THE NITROGEN CYCLE Nitrogen (N) is an element like carbon. All creatures need nitrogen to survive. There are huge amounts of nitrogen gas in the atmosphere, but most animals and plants have no way of using it. It needs to be fixed (put into a biologically useful compound). After it is fixed, it can then start to move through the cycles and organisms in an ecosystem.
WHERE CAN YOU FIND IT? Let's start with the main sources of nitrogen. Nitrogen gas is the most abundant element in our atmosphere. The other main source of nitrogen is in the nitrates of soil. The nitrogen in the atmosphere cannot be used while the nitrates in the soil can be used by plants. Nitrogen can be converted into useful nitrate compounds by bacteria, algae, and even lightning. Once in the soil, the nitrogen becomes biologically accessible.

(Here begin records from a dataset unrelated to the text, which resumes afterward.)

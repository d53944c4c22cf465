use sea_orm::entity::prelude::*;

/// One-time 6-digit login code delivered over Telegram.
/// Rows are kept after use as an audit trail.
#[derive(Clone, Debug, PartialEq, Eq, DeriveEntityModel)]
#[sea_orm(table_name = "login_codes")]
pub struct Model {
    #[sea_orm(primary_key, auto_increment = false)]
    pub id: Uuid,
    pub user_id: Uuid,
    pub code: String,
    pub expires_at: chrono::DateTime<chrono::Utc>,
    pub is_used: bool,
    pub used_at: Option<chrono::DateTime<chrono::Utc>>,
    pub created_at: chrono::DateTime<chrono::Utc>,
}

#[derive(Copy, Clone, Debug, EnumIter, DeriveRelation)]
pub enum Relation {
    #[sea_orm(
        belongs_to = "super::users::Entity",
        from = "Column::UserId",
        to = "super::users::Column::Id",
        on_delete = "Cascade"
    )]
    User,
}

impl Related<super::users::Entity> for Entity {
    fn to() -> RelationDef {
        Relation::User.def()
    }
}

impl ActiveModelBehavior for ActiveModel {}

BORROWING NITROGEN Plants are the main users of nitrogen in the soil. They are able to take in the nitrates through their root system. Once inside the plant, the nitrates are used in organic compound that let the plant survive. Organic compounds have carbon atoms. Those compounds might be proteins, enzymes, or nucleic acids. Once the plants have converted the nitrogen, the element can be returned to the soil or taken up by animals. Herbivores eat plants and convert many of the amino acids into new proteins. Omnivores that eat both plants and animals are able to take in the nitrogen rich compounds as well. The nitrogen compounds are only borrowed. Nitrogen atoms are returned to the soil in poop and dead organisms. Once in the soil, the whole process can start again.

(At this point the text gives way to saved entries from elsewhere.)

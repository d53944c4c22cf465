use chrono::{DateTime, Utc};
use rand::RngExt;
use uuid::Uuid;

use crate::domain::repository::{
    CodeNotifier, IdentityRepository, IpBanRepository, LoginCodeRepository,
};
use crate::domain::types::{Delivery, LoginCode, LoginPolicy};
use crate::error::AuthServiceError;

/// Uniformly random 6-digit code; never has a leading zero.
pub fn generate_code() -> String {
    let mut rng = rand::rng();
    rng.random_range(100_000..=999_999u32).to_string()
}

pub struct RequestCodeInput {
    pub credential: String,
    pub source_address: String,
}

#[derive(Debug)]
pub struct RequestCodeOutput {
    pub identity_id: Uuid,
    pub delivery: Delivery,
}

impl RequestCodeOutput {
    /// User-facing status line for the login response.
    pub fn message(&self) -> &'static str {
        match self.delivery {
            Delivery::Sent => "인증 코드가 텔레그램으로 전송되었습니다.",
            Delivery::Logged | Delivery::Failed => "인증 코드가 생성되었습니다. (개발 모드)",
        }
    }
}

pub struct RequestCodeUseCase<I, C, B, N>
where
    I: IdentityRepository,
    C: LoginCodeRepository,
    B: IpBanRepository,
    N: CodeNotifier,
{
    pub identities: I,
    pub login_codes: C,
    pub bans: B,
    pub notifier: N,
    pub policy: LoginPolicy,
}

impl<I, C, B, N> RequestCodeUseCase<I, C, B, N>
where
    I: IdentityRepository,
    C: LoginCodeRepository,
    B: IpBanRepository,
    N: CodeNotifier,
{
    pub async fn execute(
        &self,
        input: RequestCodeInput,
    ) -> Result<RequestCodeOutput, AuthServiceError> {
        self.execute_at(input, Utc::now()).await
    }

    pub async fn execute_at(
        &self,
        input: RequestCodeInput,
        now: DateTime<Utc>,
    ) -> Result<RequestCodeOutput, AuthServiceError> {
        if !self.policy.matches(&input.credential) {
            return self.reject(&input.source_address, now).await;
        }

        // 1. Successful match wipes the address's failure history
        self.bans.clear(&input.source_address).await?;

        // 2. Identity keyed by the configured chat
        let identity = self
            .identities
            .get_or_create(&self.policy.delivery_address, now)
            .await?;

        // 3. New code replaces every unused one in the same transaction
        let code = LoginCode {
            id: Uuid::now_v7(),
            identity_id: identity.id,
            code: generate_code(),
            expires_at: now + self.policy.code_ttl,
            is_used: false,
            used_at: None,
            created_at: now,
        };
        self.login_codes.replace_active(&code).await?;

        // 4. Delivery problems never fail the request
        let delivery = match self
            .notifier
            .send_code(&identity.delivery_address, &code.code)
            .await
        {
            Ok(delivery) => delivery,
            Err(e) => {
                // The caller is told the code was generated; the log is the only way to it.
                tracing::warn!(
                    error = %e,
                    identity_id = %identity.id,
                    chat_id = %identity.delivery_address,
                    code = %code.code,
                    "login code delivery failed, code logged only"
                );
                Delivery::Failed
            }
        };

        Ok(RequestCodeOutput {
            identity_id: identity.id,
            delivery,
        })
    }

    /// Reject a non-matching credential, counting the failure unless the address is
    /// already banned. Never returns `Ok`.
    async fn reject(
        &self,
        source_address: &str,
        now: DateTime<Utc>,
    ) -> Result<RequestCodeOutput, AuthServiceError> {
        let current = self.bans.find(source_address).await?;
        if let Some(ban) = current.filter(|ban| ban.is_banned_at(now)) {
            return Err(AuthServiceError::RateLimited {
                remaining_minutes: ban.remaining_minutes(now),
            });
        }

        let ban = self
            .bans
            .record_failure(source_address, now, &self.policy.ban)
            .await?;
        if ban.is_banned_at(now) {
            tracing::warn!(
                ip = %source_address,
                failed_attempts = ban.failed_attempts,
                ban_minutes = self.policy.ban.ban_minutes(),
                "source address banned after repeated unknown credentials"
            );
            return Err(AuthServiceError::TooManyAttempts {
                ban_minutes: self.policy.ban.ban_minutes(),
            });
        }
        Err(AuthServiceError::UnknownCredential)
    }
}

Nitrogen is essential to all living systems, which makes the nitrogen cycle one of Earth's most important nutrient cycles. Eighty percent of Earth's atmosphere is made up of nitrogen in its gas phase. Atmospheric nitrogen becomes part of living organisms in two ways. The first is through bacteria in the soil that form nitrates out of nitrogen in the air. The second is through lightning. During electrical storms, large amounts of nitrogen are oxidized and united with water to produce an acid that falls to Earth in rainfall and deposits nitrates in the soil. Plants take up the nitrates and convert them to proteins that then travel up the food chain through herbivores and carnivores. When organisms excrete waste, the nitrogen is released back into the environment. When they die and decompose, the nitrogen is broken down and converted to ammonia. Plants absorb some of this ammonia; the remainder stays in the soil, where bacteria convert it back to nitrates. The nitrates may be stored in humus or leached from the soil and carried into lakes and streams. Nitrates may also be converted to gaseous nitrogen through a process called denitrification and returned to the atmosphere, continuing the cycle.

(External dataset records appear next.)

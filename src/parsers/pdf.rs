use crate::error::{ReaderError, Result};
use crate::model::{BookContent, BookFormat, BookMetadata, Chapter, UNKNOWN_AUTHOR};
use crate::parsers::{ParseOptions, ParsedDocument};
use crate::text_processor::collapse_whitespace;
use crate::utils::title_from_filename;
use encoding_rs::{UTF_16BE, WINDOWS_1252};
use lopdf::{Dictionary, Document, Object};
use std::ops::RangeInclusive;
use tracing::{debug, info, warn};

/// Default number of consecutive pages grouped into one chapter.
pub const PAGES_PER_CHAPTER: usize = 20;

/// Parse PDF document using lopdf
pub fn parse_pdf(content: &[u8], filename: &str, options: &ParseOptions) -> Result<ParsedDocument> {
    info!(bytes = content.len(), "Parsing PDF");
    let doc = load_document(content)?;

    let metadata = read_metadata(&doc, filename);
    let page_count = metadata.page_count.unwrap_or_default() as usize;
    debug!(title = %metadata.title, pages = page_count, "Read PDF metadata");

    let chapters = build_chapters(page_count, options.pdf_pages_per_chapter, |page| {
        extract_page_text(&doc, page)
    });

    info!(chapters = chapters.len(), "Finished parsing PDF");
    Ok(ParsedDocument {
        content: BookContent::new(BookFormat::Pdf, chapters),
        metadata,
    })
}

/// Extract metadata from PDF
pub fn extract_pdf_metadata(content: &[u8], filename: &str) -> Result<BookMetadata> {
    let doc = load_document(content)?;
    Ok(read_metadata(&doc, filename))
}

/// Text of one page (1-based), fragments joined with single spaces.
///
/// Line and paragraph breaks inside the page are not preserved.
pub fn extract_page_text(doc: &Document, page: u32) -> Result<String> {
    let text = doc.extract_text(&[page])?;
    Ok(collapse_whitespace(&text))
}

fn load_document(content: &[u8]) -> Result<Document> {
    Document::load_mem(content).map_err(|e| ReaderError::pdf_error(format!("Failed to load PDF: {e}")))
}

/// Inclusive 1-based page ranges of `band_size` pages each; the last one may
/// be shorter.
pub fn band_pages(page_count: usize, band_size: usize) -> Vec<RangeInclusive<u32>> {
    let band_size = band_size.max(1);
    (0..page_count.div_ceil(band_size))
        .map(|band| {
            let start = band * band_size + 1;
            let end = ((band + 1) * band_size).min(page_count);
            start as u32..=end as u32
        })
        .collect()
}

/// One chapter per band. A page whose text cannot be read is left out of its
/// band.
pub fn build_chapters<F>(page_count: usize, band_size: usize, mut page_text: F) -> Vec<Chapter>
where
    F: FnMut(u32) -> Result<String>,
{
    band_pages(page_count, band_size)
        .into_iter()
        .enumerate()
        .map(|(idx, pages)| {
            let (start, end) = (*pages.start(), *pages.end());
            let mut parts = Vec::new();
            for page in pages {
                match page_text(page) {
                    Ok(text) => parts.push(format!("--- Page {page} ---\n\n{text}")),
                    Err(err) => warn!(page, "Failed to extract page: {err}"),
                }
            }
            debug!(chapter = idx + 1, start, end, pages_read = parts.len(), "Built page band");
            Chapter::new(
                idx,
                format!("Part {} (pages {start}-{end})", idx + 1),
                parts.join("\n\n").trim().to_string(),
            )
        })
        .collect()
}

fn read_metadata(doc: &Document, filename: &str) -> BookMetadata {
    let info = info_dictionary(doc);

    BookMetadata {
        title: info_name(info, b"Title").unwrap_or_else(|| title_from_filename(filename)),
        author: info_name(info, b"Author").unwrap_or_else(|| UNKNOWN_AUTHOR.to_string()),
        subject: info_string(info, b"Subject"),
        keywords: info_string(info, b"Keywords"),
        page_count: Some(doc.get_pages().len() as u32),
        ..BookMetadata::default()
    }
}

fn info_dictionary(doc: &Document) -> Option<&Dictionary> {
    match doc.trailer.get(b"Info").ok()? {
        Object::Reference(id) => doc.get_object(*id).ok()?.as_dict().ok(),
        Object::Dictionary(dict) => Some(dict),
        _ => None,
    }
}

/// A string entry exactly as stored.
fn info_string(info: Option<&Dictionary>, key: &[u8]) -> Option<String> {
    match info?.get(key).ok()? {
        Object::String(bytes, _) => Some(decode_pdf_string(bytes)),
        _ => None,
    }
}

/// A trimmed string entry; blank values count as absent.
fn info_name(info: Option<&Dictionary>, key: &[u8]) -> Option<String> {
    info_string(info, key)
        .map(|value| value.trim().to_string())
        .filter(|value| !value.is_empty())
}

/// Info strings are UTF-16BE when they start with a byte order mark, and
/// PDFDocEncoding (close enough to Windows-1252) otherwise.
fn decode_pdf_string(bytes: &[u8]) -> String {
    let decoded = if bytes.starts_with(&[0xFE, 0xFF]) {
        UTF_16BE.decode_without_bom_handling(&bytes[2..]).0.into_owned()
    } else if let Ok(text) = std::str::from_utf8(bytes) {
        text.to_string()
    } else {
        WINDOWS_1252.decode_without_bom_handling(bytes).0.into_owned()
    };
    decoded
}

Human activities and the nitrogen cycle Human activities cause increased nitrogen deposition in a variety of ways, including * burning of both fossil fuels and forests, which releases nitrogen into the atmosphere * fertilizing crops with nitrogen- based fertilizers, which then enter the soil and water * ranching, during which livestock waste releases ammonia into the soil and water * allowing sewage and septic tanks to leach into streams, rivers, and groundwater
Harmful effects of nitrogen deposition The consequences of human-caused nitrogen deposition are profound and influence many aspects of the Earth system, including *ecosystems: Nitrogen additions to the soil can lead to changes that favor weeds over native plants, which in turn reduces species diversity and changes ecosystems. Research shows that nitrogen levels are linked with changes in grassland species, from mosses and lichens to grasses and flowers. *precipitation: Nitrogen oxides react with water to form nitric acid, which along with sulfur dioxide is a major component of acid rain. Acid rain can damage and kill aquatic life and vegetation, as well as corrode buildings, bridges, and other structures. *air quality: High concentrations of nitrogen oxides in the lower atmosphere are a precursor to tropospheric ozone which is known to damage living tissues, including human lungs, and decrease plant production. *water quality: Adding large amounts of nitrogen to rivers, lakes, and coastal systems results in eutrophication, a condition that occurs in aquatic ecosystems when excessive nutrient concentrations stimulate blooms of algae that deplete oxygen, killing fish and other organisms and ruining water quality. Parts of the Gulf of Mexico, for example, are so inundated with excess fertilizer that the water is clogged with algae, suffocating fish and other marine life. *carbon cycle: The impacts of nitrogen deposition on the global carbon cycle are uncertain, but it is likely that some ecosystems have been fertilized by additional nitrogen, which may boost their capture and storage of carbon. Sustained carbon sinks are unlikely, however, because soil acidification, ozone pollution, and other negative effects eventually compromise nitrogen-enhanced carbon uptake.